**Task prompt**
Return only those lines of the material that contain "Copy".
•••
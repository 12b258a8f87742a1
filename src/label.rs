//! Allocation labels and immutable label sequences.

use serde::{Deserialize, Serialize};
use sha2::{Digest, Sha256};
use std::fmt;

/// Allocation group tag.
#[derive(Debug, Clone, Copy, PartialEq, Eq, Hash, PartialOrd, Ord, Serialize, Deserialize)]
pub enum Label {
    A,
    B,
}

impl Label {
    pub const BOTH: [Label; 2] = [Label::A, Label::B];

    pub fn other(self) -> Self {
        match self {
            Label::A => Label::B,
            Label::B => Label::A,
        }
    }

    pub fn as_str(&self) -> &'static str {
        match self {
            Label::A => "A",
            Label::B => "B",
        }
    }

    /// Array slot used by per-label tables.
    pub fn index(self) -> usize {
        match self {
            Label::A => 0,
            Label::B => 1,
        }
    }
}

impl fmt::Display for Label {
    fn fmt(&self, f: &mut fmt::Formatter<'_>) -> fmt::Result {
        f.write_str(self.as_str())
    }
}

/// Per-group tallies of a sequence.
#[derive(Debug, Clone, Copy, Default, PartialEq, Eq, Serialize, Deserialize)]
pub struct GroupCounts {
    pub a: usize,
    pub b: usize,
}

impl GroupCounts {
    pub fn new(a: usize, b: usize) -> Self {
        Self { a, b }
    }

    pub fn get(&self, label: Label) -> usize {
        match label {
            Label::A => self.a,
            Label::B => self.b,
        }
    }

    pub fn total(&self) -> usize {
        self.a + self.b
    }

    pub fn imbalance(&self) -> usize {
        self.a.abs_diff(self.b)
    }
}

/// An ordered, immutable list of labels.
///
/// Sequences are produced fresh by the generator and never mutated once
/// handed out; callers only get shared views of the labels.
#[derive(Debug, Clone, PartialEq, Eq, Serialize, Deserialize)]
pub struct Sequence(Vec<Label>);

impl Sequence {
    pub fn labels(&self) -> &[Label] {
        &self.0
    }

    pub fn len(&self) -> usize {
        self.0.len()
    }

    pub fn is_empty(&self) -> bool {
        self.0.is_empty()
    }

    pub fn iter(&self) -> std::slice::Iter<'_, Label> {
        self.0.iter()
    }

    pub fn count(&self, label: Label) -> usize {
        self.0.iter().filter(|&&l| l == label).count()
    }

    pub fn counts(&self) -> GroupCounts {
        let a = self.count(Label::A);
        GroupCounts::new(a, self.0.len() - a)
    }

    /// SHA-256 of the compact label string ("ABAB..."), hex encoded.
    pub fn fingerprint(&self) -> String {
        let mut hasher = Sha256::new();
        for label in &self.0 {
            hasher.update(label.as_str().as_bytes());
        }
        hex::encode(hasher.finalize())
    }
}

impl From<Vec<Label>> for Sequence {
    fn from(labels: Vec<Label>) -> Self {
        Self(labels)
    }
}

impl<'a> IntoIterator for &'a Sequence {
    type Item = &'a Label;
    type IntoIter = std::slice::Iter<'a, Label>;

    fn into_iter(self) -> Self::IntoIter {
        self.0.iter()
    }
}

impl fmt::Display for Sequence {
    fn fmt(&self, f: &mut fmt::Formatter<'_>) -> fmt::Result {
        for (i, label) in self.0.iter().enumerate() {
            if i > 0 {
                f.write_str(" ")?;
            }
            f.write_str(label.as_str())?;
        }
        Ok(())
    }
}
•••
**Your response**
#[derive(Debug, Clone, Copy, PartialEq, Eq, Hash, PartialOrd, Ord, Serialize, Deserialize)]
#[derive(Debug, Clone, Copy, Default, PartialEq, Eq, Serialize, Deserialize)]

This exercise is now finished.